▸ Saved entries:
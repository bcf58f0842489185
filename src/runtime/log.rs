use std::sync::RwLock;

use crate::runtime::ActionResult;

/// Ordered log of action results for one run.
///
/// Results are appended to one slot per top-level action. Reading flattens
/// the slots in declaration order, so the log order does not depend on which
/// concurrent branch finished first. All appends go through the write lock.
#[derive(Debug, Default)]
pub struct ResultLog {
    slots: RwLock<Vec<Vec<ActionResult>>>,
}

impl ResultLog {
    pub fn new() -> Self {
        Self::default()
    }

    /// Discards previous results and prepares `slots` empty slots.
    pub fn reset(
        &self,
        slots: usize,
    ) {
        let mut guard = self.slots.write().unwrap_or_else(|e| e.into_inner());
        *guard = vec![Vec::new(); slots];
    }

    pub fn push(
        &self,
        slot: usize,
        result: ActionResult,
    ) {
        let mut guard = self.slots.write().unwrap_or_else(|e| e.into_inner());
        if guard.len() <= slot {
            guard.resize_with(slot + 1, Vec::new);
        }
        guard[slot].push(result);
    }

    /// Copy of every result recorded so far, in log order.
    pub fn snapshot(&self) -> Vec<ActionResult> {
        let guard = self.slots.read().unwrap_or_else(|e| e.into_inner());
        guard.iter().flatten().cloned().collect()
    }
}

#[cfg(test)]
mod tests {
    use super::*;
    use crate::runtime::testing::result;

    #[test]
    fn test_snapshot_orders_by_slot() {
        let log = ResultLog::new();
        log.reset(2);

        log.push(1, result("b", true));
        log.push(0, result("a", true));
        log.push(1, result("b1", false));
        log.push(0, result("a1", true));

        let names: Vec<String> = log.snapshot().into_iter().map(|r| r.name).collect();
        assert_eq!(names, vec!["a", "a1", "b", "b1"]);

        log.reset(1);
        assert!(log.snapshot().is_empty());
    }
}
//! In-memory lookup table shared across a run.
//!
//! Uses moka's concurrent cache so that parallel branches can publish and read
//! action results without a global lock.

use moka::sync::Cache;

/// Thread-safe in-memory map with a fixed capacity.
///
/// The execution context keeps the latest `ActionResult` per action name here
/// (`MemCache<String, ActionResult>`). Capacity is sized from the workflow so
/// that no entry is evicted during a run.
#[derive(Clone)]
pub struct MemCache<K, V> {
    entries: Cache<K, V>,
}

impl<K, V> MemCache<K, V>
where
    K: std::hash::Hash + Eq + Send + Sync + 'static,
    V: Clone + Send + Sync + 'static,
{
    /// Allocate a new [`MemCache`] holding at most `capacity` entries.
    pub fn new(capacity: usize) -> Self {
        Self {
            entries: Cache::new(capacity.max(1) as u64),
        }
    }

    /// Insert or replace the value stored under `key`.
    pub fn set(
        &self,
        key: K,
        value: V,
    ) {
        self.entries.insert(key, value);
    }

    pub fn get(
        &self,
        key: &K,
    ) -> Option<V> {
        self.entries.get(key)
    }
}

#[cfg(test)]
mod tests {
    use super::*;

    #[test]
    fn test_set_replaces() {
        let cache: MemCache<String, u32> = MemCache::new(4);
        assert!(cache.get(&"a".to_string()).is_none());

        cache.set("a".to_string(), 1);
        cache.set("a".to_string(), 2);
        assert_eq!(cache.get(&"a".to_string()), Some(2));
        assert!(cache.get(&"b".to_string()).is_none());
    }
}
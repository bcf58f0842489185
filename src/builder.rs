use std::{sync::Arc, time::Duration};

use crate::{BeaconflowError, Config, Engine, Result, client::RemoteClient};

pub struct EngineBuilder {
    client: Arc<dyn RemoteClient>,
    task_timeout: Duration,
    max_depth: usize,
    event_capacity: usize,
}

impl EngineBuilder {
    /// Starts from the default configuration around an authenticated client.
    pub fn new(client: Arc<dyn RemoteClient>) -> Self {
        Self::with_config(client, &Config::default())
    }

    pub fn with_config(
        client: Arc<dyn RemoteClient>,
        config: &Config,
    ) -> Self {
        Self {
            client,
            task_timeout: config.task_timeout(),
            max_depth: config.limits.max_depth,
            event_capacity: config.limits.event_capacity,
        }
    }

    pub fn task_timeout(
        mut self,
        timeout: Duration,
    ) -> Self {
        self.task_timeout = timeout;
        self
    }

    pub fn max_depth(
        mut self,
        depth: usize,
    ) -> Self {
        self.max_depth = depth;
        self
    }

    pub fn event_capacity(
        mut self,
        capacity: usize,
    ) -> Self {
        self.event_capacity = capacity;
        self
    }

    pub fn build(self) -> Result<Engine> {
        if self.task_timeout.is_zero() {
            return Err(BeaconflowError::Config("task timeout must be greater than 0".to_string()));
        }
        if self.max_depth == 0 {
            return Err(BeaconflowError::Config("max depth must be greater than 0".to_string()));
        }

        Ok(Engine::new(self.client, self.task_timeout, self.max_depth, self.event_capacity))
    }
}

▸ Task statement: What lines above contain the word "moka"? Please copy each one.

▸ Response:
//! Uses moka's concurrent cache so that parallel branches can publish and read
use moka::sync::Cache;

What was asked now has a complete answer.